Frieden and other officials outlined a nine-point agenda , at least in broad strokes. It includes a commitment by the United States and other governments to help low- and middle-income countries better detect, prevent, and respond to infectious disease by improving their laboratory capabilities, introducing new proven technologies, and strengthening communication networks about outbreaks. Frieden says U.S. President Barack Obama’s proposed budget for 2015, to be released in early March, will have $45 million in new money to support the effort.

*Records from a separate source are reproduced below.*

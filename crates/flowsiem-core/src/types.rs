//! Core types for flowsiem

use crate::Result;
use serde::{Deserialize, Serialize};
use std::fmt;

/// Number of events delivered in one call to the ingestion endpoint
pub const BATCH_CAPACITY: usize = 100;

/// One line of network-flow input
#[derive(Debug, Clone, Serialize, Deserialize)]
pub struct FlowRecord {
    /// Free-text description of the flow (protocol, endpoints, ports, counters, flags)
    pub input: String,

    /// Any other fields present on the line; carried but never interpreted
    #[serde(flatten)]
    pub extra: serde_json::Map<String, serde_json::Value>,
}

impl FlowRecord {
    /// Create a record holding only the flow description
    pub fn new(input: impl Into<String>) -> Self {
        Self {
            input: input.into(),
            extra: serde_json::Map::new(),
        }
    }
}

/// Classification outcome for a single flow
#[derive(Debug, Clone, Copy, PartialEq, Eq, Hash, Serialize, Deserialize)]
#[serde(rename_all = "lowercase")]
pub enum Label {
    Normal,
    Attacker,
    Victim,
    Unknown,
}

impl Label {
    /// Whether flows with this label are forwarded as security events
    pub fn is_flagged(&self) -> bool {
        matches!(self, Self::Attacker | Self::Victim)
    }

    pub fn as_str(&self) -> &'static str {
        match self {
            Self::Normal => "normal",
            Self::Attacker => "attacker",
            Self::Victim => "victim",
            Self::Unknown => "unknown",
        }
    }
}

impl fmt::Display for Label {
    fn fmt(&self, f: &mut fmt::Formatter<'_>) -> fmt::Result {
        f.write_str(self.as_str())
    }
}

/// A flagged flow, the unit of delivery
#[derive(Debug, Clone, PartialEq, Eq, Serialize, Deserialize)]
pub struct Event {
    /// The flow description that was classified
    pub input: String,

    /// Label assigned by the classifier
    pub output: Label,
}

impl Event {
    /// Build an event for `record` if `label` is one that gets forwarded
    pub fn flagged(record: &FlowRecord, label: Label) -> Option<Self> {
        label.is_flagged().then(|| Self {
            input: record.input.clone(),
            output: label,
        })
    }

    /// Serialize this event to the text form used on the wire and on disk
    pub fn serialize(&self) -> Result<SerializedEvent> {
        Ok(SerializedEvent(serde_json::to_string(self)?))
    }
}

/// JSON text of an [`Event`]
///
/// Events travel as strings: the persisted file is an array of them and the
/// ingestion endpoint receives them verbatim inside its `events` array, so a
/// loaded file can be replayed without re-encoding.
///
/// The text is serde_json's compact encoding: no space after `:` or `,`, and
/// non-ASCII characters written as raw UTF-8 rather than `\uXXXX` escapes
/// (`{"input":"café","output":"attacker"}`). Encoders that add spacing or
/// escape non-ASCII produce different bytes for the same JSON value.
#[derive(Debug, Clone, PartialEq, Eq, Serialize, Deserialize)]
#[serde(transparent)]
pub struct SerializedEvent(String);

impl SerializedEvent {
    /// Wrap already-serialized event text without validating it
    pub fn from_raw(text: impl Into<String>) -> Self {
        Self(text.into())
    }

    /// Parse the text back into an event
    pub fn decode(&self) -> Result<Event> {
        Ok(serde_json::from_str(&self.0)?)
    }

    pub fn as_str(&self) -> &str {
        &self.0
    }

    pub fn into_inner(self) -> String {
        self.0
    }
}

/// Ordered group of events delivered in one call
#[derive(Debug, Clone, Default, PartialEq, Eq, Serialize)]
#[serde(transparent)]
pub struct Batch {
    events: Vec<SerializedEvent>,
}

impl Batch {
    /// Create an empty batch with room for a full load
    pub fn new() -> Self {
        Self {
            events: Vec::with_capacity(BATCH_CAPACITY),
        }
    }

    /// Append an event at the end of the batch
    pub fn push(&mut self, event: SerializedEvent) {
        self.events.push(event);
    }

    pub fn len(&self) -> usize {
        self.events.len()
    }

    pub fn is_empty(&self) -> bool {
        self.events.is_empty()
    }

    /// Whether the batch holds [`BATCH_CAPACITY`] events
    pub fn is_full(&self) -> bool {
        self.events.len() >= BATCH_CAPACITY
    }

    pub fn events(&self) -> &[SerializedEvent] {
        &self.events
    }

    pub fn into_events(self) -> Vec<SerializedEvent> {
        self.events
    }
}

impl From<Vec<SerializedEvent>> for Batch {
    fn from(events: Vec<SerializedEvent>) -> Self {
        Self { events }
    }
}

#[cfg(test)]
mod tests {
    use super::*;

    #[test]
    fn test_only_attacker_and_victim_are_flagged() {
        let record = FlowRecord::new("tcp 10.0.0.1:443 -> 10.0.0.2:51000");

        assert!(Event::flagged(&record, Label::Normal).is_none());
        assert!(Event::flagged(&record, Label::Unknown).is_none());

        let event = Event::flagged(&record, Label::Victim).unwrap();
        assert_eq!(event.input, record.input);
        assert_eq!(event.output, Label::Victim);
    }

    #[test]
    fn test_serialized_event_shape() {
        let record = FlowRecord::new("udp 1.2.3.4:53");
        let event = Event::flagged(&record, Label::Attacker).unwrap();

        let serialized = event.serialize().unwrap();
        assert_eq!(
            serialized.as_str(),
            r#"{"input":"udp 1.2.3.4:53","output":"attacker"}"#
        );
        assert_eq!(serialized.decode().unwrap(), event);
    }

    #[test]
    fn test_serialized_event_keeps_utf8_raw() {
        let event = Event::flagged(&FlowRecord::new("café"), Label::Attacker).unwrap();
        let serialized = event.serialize().unwrap();

        assert_eq!(serialized.as_str(), r#"{"input":"café","output":"attacker"}"#);
        let escaped = SerializedEvent::from_raw(r#"{"input": "caf\u00e9", "output": "attacker"}"#);
        assert_eq!(escaped.decode().unwrap(), event);
    }

    #[test]
    fn test_serialized_event_is_a_json_string() {
        let serialized = SerializedEvent::from_raw(r#"{"input":"x","output":"victim"}"#);
        let json = serde_json::to_string(&vec![serialized]).unwrap();
        assert_eq!(json, r#"["{\"input\":\"x\",\"output\":\"victim\"}"]"#);
    }

    #[test]
    fn test_flow_record_keeps_extra_fields() {
        let record: FlowRecord =
            serde_json::from_str(r#"{"input":"icmp","output":"normal","id":7}"#).unwrap();
        assert_eq!(record.input, "icmp");
        assert_eq!(record.extra.len(), 2);
    }

    #[test]
    fn test_batch_fills_at_capacity() {
        let mut batch = Batch::new();
        for i in 0..BATCH_CAPACITY {
            assert!(!batch.is_full());
            batch.push(SerializedEvent::from_raw(i.to_string()));
        }
        assert!(batch.is_full());
        assert_eq!(batch.len(), BATCH_CAPACITY);
    }
}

Other high-income countries have pledged to put cash on the barrelhead, too.
Laurie Garrett, a senior fellow for global health at the Council on Foreign Relations in New York City, applauds the new agenda, which mirrors an idea she advocated in October . “It just makes sense,” Garrett says. “If countries can’t identify new diseases, then eventually those diseases could reach us.” But she’s concerned that the United States and other donor countries won’t pony up enough money. “To pull this off you need to be spending well over $100 million a year,” Garrett says. “It’s going to take 5 or 6 years of good, hard, diligent work to reach the target everyone knows we have to reach.”
Today’s meeting is closed to the media and off-the-record, but individual countries will be free to describe their contributions to the conversation.